Dr:”Kiara, i have a special job for you. (Her eyes lit up!) I need you to help mommy to not eat any candy, cookies, pastries, chocolate, or any other treats. Can you help her with that?”

Of course she agreed. She called Brian to tell him as soon as we got in the car. She told Grandma at lunch about her special job too.
Nap time came around and I was craving something sweet. I found my mom’s stash of chocolate and pulled out a mini twix. Not the snack size, but the bite size. (Like my justification?) Anyways. I let it sit in my pocket contemplating if I should eat it or not. The guilt got to me so I put it back. About 30 minutes later, Kiara gets up from her bed and askes me, “Mommy, did you eat a cookie when I was in my bed?”
“No.”
“Well I thought I heard a noise when I was in my bed.”
“No, I promise I didn’t eat a cookie.”
“I heard beeping like the oven makes. Did you bake a cookie and eat it?”
“Oh, the beeping was from the dryer finishing. I didn’t make or eat any cookies. Promise.”
“Oh. Okay. I thought maybe you forgot that you weren’t supposed to have any treats.”
“No, I didn’t forget. I did almost eat a teeny, tiny piece of candy, but then I felt bad, so I put it back.”
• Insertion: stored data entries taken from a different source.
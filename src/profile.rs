//! Placement profiles: named presets of placement options
//!
//! A profile is a TOML document mapping preset names (`tooltip`,
//! `context-menu`, ...) to alignment specs and collision settings, so hosts
//! can keep placement policy out of code.

use std::collections::BTreeMap;
use std::path::Path;

use serde::Deserialize;
use thiserror::Error;

use crate::alignment::parse_to_alignment;
use crate::error::AlignmentError;
use crate::placement::{BestFitPreference, CollisionPolicy, FlipSource, PlacementOptions};

/// Errors that can occur when loading a profile or reading a preset
#[derive(Error, Debug)]
pub enum ProfileError {
    #[error("Failed to read profile file: {0}")]
    IoError(#[from] std::io::Error),
    #[error("Failed to parse profile TOML: {0}")]
    ParseError(#[from] toml::de::Error),
    #[error("unknown preset '{name}' (available: {})", available.join(", "))]
    UnknownPreset { name: String, available: Vec<String> },
    #[error("invalid {field} in preset '{preset}': {source}")]
    InvalidPreset {
        preset: String,
        field: &'static str,
        #[source]
        source: AlignmentError,
    },
}

/// A set of named placement presets
#[derive(Debug, Clone)]
pub struct PlacementProfile {
    /// Optional name for the profile
    pub name: Option<String>,
    /// Optional description
    pub description: Option<String>,
    /// Presets by name
    pub presets: BTreeMap<String, Preset>,
}

/// One named set of placement options
///
/// Unset fields fall back to [`PlacementOptions::default`].
#[derive(Debug, Clone, PartialEq, Deserialize)]
#[serde(deny_unknown_fields)]
pub struct Preset {
    pub my: Option<String>,
    pub at: Option<String>,
    pub collision: Option<CollisionPolicy>,
    pub prefer: Option<BestFitPreference>,
    pub defaults: Option<PresetDefaults>,
    pub tolerate_top_overflow: Option<bool>,
    /// Mirror `at` from `my` in the directional fallback
    #[serde(default)]
    pub mirror_my: bool,
}

/// Single-keyword defaults as written in TOML
#[derive(Debug, Clone, PartialEq, Deserialize)]
#[serde(deny_unknown_fields)]
pub struct PresetDefaults {
    pub my: String,
    pub at: String,
}

/// TOML structure for deserializing profiles
#[derive(Deserialize)]
struct TomlProfile {
    metadata: Option<TomlMetadata>,
    #[serde(default)]
    presets: BTreeMap<String, Preset>,
}

#[derive(Deserialize)]
struct TomlMetadata {
    name: Option<String>,
    description: Option<String>,
}

/// Built-in presets for common hover widgets
const DEFAULT_PROFILE: &str = r#"
[metadata]
name = "default"
description = "Built-in presets for common hover widgets"

# Below the anchor, centered; may hang off the bottom of a scrolling page
[presets.tooltip]
my = "top center"
at = "bottom center"
collision = "bestfit"
prefer = "vertical"

# Left-aligned under the anchor, mirrored above it when it does not fit
[presets.popover]
my = "top left"
at = "bottom left"
collision = "flipfit"

# Must stay fully on screen
[presets.dropdown]
my = "top left"
at = "bottom left"
collision = "bestfit"
prefer = "horizontal"
tolerate_top_overflow = false

# Opens to the lower right of the pointer
[presets.context-menu]
my = "top left"
at = "bottom right"
collision = "bestfit"
prefer = "horizontal"
tolerate_top_overflow = false
"#;

impl PlacementProfile {
    /// Load a profile from a TOML file
    pub fn from_file(path: &Path) -> Result<Self, ProfileError> {
        let content = std::fs::read_to_string(path)?;
        Self::from_str(&content)
    }

    /// Load a profile from a TOML string
    ///
    /// Alignment specs in every preset are checked here, so a profile that
    /// loads can only fail later on an unknown preset name.
    pub fn from_str(content: &str) -> Result<Self, ProfileError> {
        let parsed: TomlProfile = toml::from_str(content)?;

        let profile = PlacementProfile {
            name: parsed.metadata.as_ref().and_then(|m| m.name.clone()),
            description: parsed.metadata.as_ref().and_then(|m| m.description.clone()),
            presets: parsed.presets,
        };
        for (name, preset) in &profile.presets {
            preset.to_options(name)?;
        }
        Ok(profile)
    }

    /// Look up a preset by name
    pub fn preset(&self, name: &str) -> Option<&Preset> {
        self.presets.get(name)
    }

    /// Placement options for a named preset
    pub fn options(&self, name: &str) -> Result<PlacementOptions, ProfileError> {
        match self.preset(name) {
            Some(preset) => preset.to_options(name),
            None => Err(ProfileError::UnknownPreset {
                name: name.to_string(),
                available: self.presets.keys().cloned().collect(),
            }),
        }
    }

    /// Merge another profile on top of this one; its presets win on name clashes
    pub fn merged_with(mut self, other: PlacementProfile) -> Self {
        if other.name.is_some() {
            self.name = other.name;
        }
        if other.description.is_some() {
            self.description = other.description;
        }
        self.presets.extend(other.presets);
        self
    }
}

impl Default for PlacementProfile {
    fn default() -> Self {
        Self::from_str(DEFAULT_PROFILE).expect("Default profile should be valid TOML")
    }
}

impl Preset {
    /// Convert to placement options, validating the alignment specs
    ///
    /// `name` is only used for error reporting.
    pub fn to_options(&self, name: &str) -> Result<PlacementOptions, ProfileError> {
        let invalid = |field: &'static str| {
            move |source: AlignmentError| ProfileError::InvalidPreset {
                preset: name.to_string(),
                field,
                source,
            }
        };

        let mut options = PlacementOptions::default();

        if let Some(defaults) = &self.defaults {
            let my = parse_to_alignment(&defaults.my, None).map_err(invalid("defaults.my"))?;
            let at = parse_to_alignment(&defaults.at, None).map_err(invalid("defaults.at"))?;
            options = options.with_defaults(my, at);
        }
        let fallback = options.defaults.unwrap_or_default();

        if let Some(my) = &self.my {
            parse_to_alignment(my, Some(fallback.my)).map_err(invalid("my"))?;
            options = options.with_my(my.as_str());
        }
        if let Some(at) = &self.at {
            parse_to_alignment(at, Some(fallback.at)).map_err(invalid("at"))?;
            options = options.with_at(at.as_str());
        }
        if let Some(collision) = self.collision {
            options = options.with_collision(collision);
        }
        if let Some(prefer) = self.prefer {
            options = options.with_preference(prefer);
        }
        if let Some(tolerate) = self.tolerate_top_overflow {
            options = options.with_tolerate_top_overflow(tolerate);
        }
        if self.mirror_my {
            options = options.with_flip_source(FlipSource::MirrorMy);
        }

        Ok(options)
    }
}
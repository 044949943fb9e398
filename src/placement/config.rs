//! Configuration for placement requests

use std::fmt;
use std::str::FromStr;

use serde::Deserialize;

use crate::alignment::{Alignment, HorizontalAlignment, VerticalAlignment};
use crate::error::UnknownOption;

/// How a colliding placement is resolved
#[derive(Debug, Clone, Copy, PartialEq, Eq, Default, Deserialize)]
#[serde(rename_all = "lowercase")]
pub enum CollisionPolicy {
    /// Use the requested placement even if it collides
    Ignore,
    /// Mirror my/at once, then accept the result
    #[serde(alias = "flip-fit")]
    FlipFit,
    /// Search all candidates for a non-colliding alternative
    #[default]
    #[serde(alias = "best-fit")]
    BestFit,
}

impl FromStr for CollisionPolicy {
    type Err = UnknownOption;

    fn from_str(s: &str) -> Result<Self, Self::Err> {
        match s.to_ascii_lowercase().as_str() {
            "ignore" => Ok(Self::Ignore),
            "flipfit" | "flip-fit" => Ok(Self::FlipFit),
            "bestfit" | "best-fit" => Ok(Self::BestFit),
            _ => Err(UnknownOption {
                kind: "collision policy",
                value: s.to_string(),
                expected: "ignore, flipfit, bestfit",
            }),
        }
    }
}

impl fmt::Display for CollisionPolicy {
    fn fmt(&self, f: &mut fmt::Formatter<'_>) -> fmt::Result {
        match self {
            Self::Ignore => f.write_str("ignore"),
            Self::FlipFit => f.write_str("flipfit"),
            Self::BestFit => f.write_str("bestfit"),
        }
    }
}

/// Which axis best-fit may move along when both are possible
#[derive(Debug, Clone, Copy, PartialEq, Eq, Deserialize)]
#[serde(rename_all = "lowercase")]
pub enum BestFitPreference {
    /// Prefer keeping the vertical edges and moving sideways
    Horizontal,
    /// Prefer keeping the horizontal edges and moving up or down
    Vertical,
}

impl FromStr for BestFitPreference {
    type Err = UnknownOption;

    fn from_str(s: &str) -> Result<Self, Self::Err> {
        match s.to_ascii_lowercase().as_str() {
            "horizontal" => Ok(Self::Horizontal),
            "vertical" => Ok(Self::Vertical),
            _ => Err(UnknownOption {
                kind: "best-fit preference",
                value: s.to_string(),
                expected: "horizontal, vertical",
            }),
        }
    }
}

impl fmt::Display for BestFitPreference {
    fn fmt(&self, f: &mut fmt::Formatter<'_>) -> fmt::Result {
        match self {
            Self::Horizontal => f.write_str("horizontal"),
            Self::Vertical => f.write_str("vertical"),
        }
    }
}

/// Which requested alignment the directional fallback mirrors for `at`
#[derive(Debug, Clone, Copy, PartialEq, Eq, Default)]
pub enum FlipSource {
    /// `at` is mirrored from the requested `at`
    #[default]
    Independent,
    /// `at` is mirrored from the requested `my`, as early releases did
    MirrorMy,
}

impl FlipSource {
    pub(crate) fn pick<T>(self, my: T, at: T) -> T {
        match self {
            Self::Independent => at,
            Self::MirrorMy => my,
        }
    }
}

/// Fallback axes for single-keyword specs
#[derive(Debug, Clone, Copy, PartialEq, Eq)]
pub struct AlignmentDefaults {
    pub my: Alignment,
    pub at: Alignment,
}

impl Default for AlignmentDefaults {
    fn default() -> Self {
        Self {
            my: Alignment::new(VerticalAlignment::Top, HorizontalAlignment::Center),
            at: Alignment::new(VerticalAlignment::Bottom, HorizontalAlignment::Center),
        }
    }
}

/// Options for one placement request
#[derive(Debug, Clone, PartialEq)]
pub struct PlacementOptions {
    /// Point on the box, e.g. `"top center"` or `"left"`
    pub my: String,

    /// Point on the anchor the box's `my` point is placed at
    pub at: String,

    pub collision: CollisionPolicy,

    pub best_fit_preference: Option<BestFitPreference>,

    /// Defaults for single-keyword specs; `top center` / `bottom center` when unset
    pub defaults: Option<AlignmentDefaults>,

    /// Accept vertical overflow of top-anchored candidates in best-fit
    pub tolerate_top_overflow: bool,

    pub flip_source: FlipSource,
}

impl Default for PlacementOptions {
    fn default() -> Self {
        Self {
            my: "top center".to_string(),
            at: "bottom center".to_string(),
            collision: CollisionPolicy::default(),
            best_fit_preference: None,
            defaults: None,
            tolerate_top_overflow: true,
            flip_source: FlipSource::default(),
        }
    }
}

impl PlacementOptions {
    /// Create options with default values
    pub fn new() -> Self {
        Self::default()
    }

    /// Set the box alignment spec
    pub fn with_my(mut self, my: impl Into<String>) -> Self {
        self.my = my.into();
        self
    }

    /// Set the anchor alignment spec
    pub fn with_at(mut self, at: impl Into<String>) -> Self {
        self.at = at.into();
        self
    }

    pub fn with_collision(mut self, collision: CollisionPolicy) -> Self {
        self.collision = collision;
        self
    }

    pub fn with_preference(mut self, preference: BestFitPreference) -> Self {
        self.best_fit_preference = Some(preference);
        self
    }

    pub fn with_defaults(mut self, my: Alignment, at: Alignment) -> Self {
        self.defaults = Some(AlignmentDefaults { my, at });
        self
    }

    pub fn with_tolerate_top_overflow(mut self, tolerate: bool) -> Self {
        self.tolerate_top_overflow = tolerate;
        self
    }

    pub fn with_flip_source(mut self, source: FlipSource) -> Self {
        self.flip_source = source;
        self
    }
}

#[cfg(test)]
mod tests {
    use super::*;

    #[test]
    fn test_default_options() {
        let options = PlacementOptions::default();
        assert_eq!(options.my, "top center");
        assert_eq!(options.at, "bottom center");
        assert_eq!(options.collision, CollisionPolicy::BestFit);
        assert_eq!(options.best_fit_preference, None);
        assert_eq!(options.defaults, None);
        assert!(options.tolerate_top_overflow);
        assert_eq!(options.flip_source, FlipSource::Independent);
    }

    #[test]
    fn test_builder_pattern() {
        let options = PlacementOptions::new()
            .with_my("bottom")
            .with_at("top")
            .with_collision(CollisionPolicy::FlipFit)
            .with_preference(BestFitPreference::Vertical)
            .with_tolerate_top_overflow(false);

        assert_eq!(options.my, "bottom");
        assert_eq!(options.at, "top");
        assert_eq!(options.collision, CollisionPolicy::FlipFit);
        assert_eq!(options.best_fit_preference, Some(BestFitPreference::Vertical));
        assert!(!options.tolerate_top_overflow);
    }

    #[test]
    fn test_policy_from_str() {
        assert_eq!("ignore".parse::<CollisionPolicy>(), Ok(CollisionPolicy::Ignore));
        assert_eq!("FlipFit".parse::<CollisionPolicy>(), Ok(CollisionPolicy::FlipFit));
        assert_eq!("flip-fit".parse::<CollisionPolicy>(), Ok(CollisionPolicy::FlipFit));
        assert_eq!("best-fit".parse::<CollisionPolicy>(), Ok(CollisionPolicy::BestFit));
        assert!("bounce".parse::<CollisionPolicy>().is_err());
    }

    #[test]
    fn test_preference_from_str() {
        assert_eq!(
            "vertical".parse::<BestFitPreference>(),
            Ok(BestFitPreference::Vertical)
        );
        assert_eq!(
            "Horizontal".parse::<BestFitPreference>(),
            Ok(BestFitPreference::Horizontal)
        );
        assert!("diagonal".parse::<BestFitPreference>().is_err());
    }

    #[test]
    fn test_display_round_trips() {
        for policy in [
            CollisionPolicy::Ignore,
            CollisionPolicy::FlipFit,
            CollisionPolicy::BestFit,
        ] {
            assert_eq!(policy.to_string().parse::<CollisionPolicy>(), Ok(policy));
        }
    }

    #[test]
    fn test_flip_source_pick() {
        assert_eq!(FlipSource::Independent.pick("my", "at"), "at");
        assert_eq!(FlipSource::MirrorMy.pick("my", "at"), "my");
    }

    #[test]
    fn test_builtin_defaults() {
        let defaults = AlignmentDefaults::default();
        assert_eq!(defaults.my.to_string(), "top center");
        assert_eq!(defaults.at.to_string(), "bottom center");
    }
}
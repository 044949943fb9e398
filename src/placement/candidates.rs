//! Enumeration of every my/at alignment pairing

use log::trace;

use crate::alignment::{Alignment, HorizontalAlignment, VerticalAlignment};

use super::evaluator::{evaluate_left, evaluate_top};
use super::types::{FitPositionData, Geometry};

/// Number of candidates: 9 `my` alignments times 9 `at` alignments
pub const CANDIDATE_COUNT: usize = 81;

/// All 81 evaluated candidates for one geometry, in enumeration order
///
/// The order is my.vertical, my.horizontal, at.vertical, at.horizontal (outer
/// to inner), each axis as listed in `VerticalAlignment::ALL` /
/// `HorizontalAlignment::ALL`. Tie-breaks in the resolver rely on it.
#[derive(Debug, Clone, PartialEq)]
pub struct CandidateSet {
    candidates: Vec<FitPositionData>,
}

/// Evaluate every my/at pairing against `geometry`
pub fn generate_candidates(geometry: &Geometry) -> CandidateSet {
    let mut candidates = Vec::with_capacity(CANDIDATE_COUNT);

    for my_v in VerticalAlignment::ALL {
        for my_h in HorizontalAlignment::ALL {
            for at_v in VerticalAlignment::ALL {
                for at_h in HorizontalAlignment::ALL {
                    candidates.push(FitPositionData {
                        my: Alignment::new(my_v, my_h),
                        at: Alignment::new(at_v, at_h),
                        top: evaluate_top(my_v, at_v, geometry),
                        left: evaluate_left(my_h, at_h, geometry),
                    });
                }
            }
        }
    }

    trace!(
        "generated {} candidates ({} colliding)",
        candidates.len(),
        candidates.iter().filter(|c| c.collides()).count()
    );

    CandidateSet { candidates }
}

impl CandidateSet {
    /// The candidate for an exact my/at pair
    pub fn find(&self, my: Alignment, at: Alignment) -> &FitPositionData {
        let index = ((my.vertical.ordinal() * 3 + my.horizontal.ordinal()) * 3
            + at.vertical.ordinal())
            * 3
            + at.horizontal.ordinal();
        &self.candidates[index]
    }

    /// Candidates passing the collision-free filter, in enumeration order
    pub fn collision_free(&self, tolerate_top_overflow: bool) -> Vec<&FitPositionData> {
        self.candidates
            .iter()
            .filter(|c| c.fits(tolerate_top_overflow))
            .collect()
    }

    pub fn iter(&self) -> std::slice::Iter<'_, FitPositionData> {
        self.candidates.iter()
    }

    pub fn as_slice(&self) -> &[FitPositionData] {
        &self.candidates
    }

    pub fn len(&self) -> usize {
        self.candidates.len()
    }

    pub fn is_empty(&self) -> bool {
        self.candidates.is_empty()
    }
}

impl<'a> IntoIterator for &'a CandidateSet {
    type Item = &'a FitPositionData;
    type IntoIter = std::slice::Iter<'a, FitPositionData>;

    fn into_iter(self) -> Self::IntoIter {
        self.candidates.iter()
    }
}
So seriously. This is changing everything! I normally try to eat healthy, but if I fudge here and there, no big deal right? Well, now it’s more than self indulgences. It’s my word, my integrity, my self discipline or lack there of that I am teaching my daughter.

Props to Dr. S. I don’t think he knew what child he was giving this job to, or mabe he did!

Birthday Month

20 Oct

So I know I’m supposed to be a grown up, but I still like having a birthday. Maybe it’s because I’m still in my 20’s. I say that to bug all my close friends who recently have stepped into the next decade. You know who you are! Anyways, I love stretching it out for as long as possible.
I started celebrating on Oct. 13th.

This is my birthday club. Mamie, me, Mignon, Nina, and Shelly. We all have birthdays that fall in October, so we decide to celebrated them together. This was our 2nd annual dinner. Went to Max’s, wore makeup and dressed up with no kids. How could we not have fun!

Tonight we went to Cabo Wabo for dinner to celebrate Dave (my brother in law) and my birthday which are a day apart. Very fun restaurant. We shared multiple desserts, since we couldn’t decide and passed them around. Thanks for dinner Mom and Dad! (I am so shocked that both my girls are smiling for the camera!)
More to come on the bday this week. I love it! What do you like doing for your birthday? Or do you even like celebrating it?

I’m Back!!!!!

17 Sep

So I know it’s been weeks since my last post. At first it was just because I was so busy, but then I decided to take a break from giving details of my life away for anyone to read them. I think I’m over that now. I’m back and for the moment at least, over what other people think. Thanks to all who were concerned while I was away! Man I really miss all of you!

what’s been going on:
-we went to Orange County for my great Granny’s 100th bday
-we moved out of our house to my Mom’s on Labor Day
-the girls got bunk beds
-I started a full time job the next week
-Brian went to Boston the same week I started work (how’s that for timing!)
-I had amazing friends helping watch the girls, but their flip flop schedule was unbearable for them
-Then the girls got the flu, puking on the top bunk!
-Meanwhile, Melania was having what I know now is Night Terrors. She wakes up in the middle of the night hysterical and in a panic, except she’s not really awake. Its really freaky! It takes 30 minutes to an hour to wake her up. The Dr. said its triggered from stress.
-Kiara sat in my lap the other night and silently tears stream down her face, as she tells me she feels left out. And wants to know why I don’t have time to play with her anymore.
-The next day I quit.
-So I have 2 days left

I can’t tell you how excited I am to be back with my girls. Life has been rocky and all I want to do is love on them! That’s been my life in a nutshell. What have you been up to?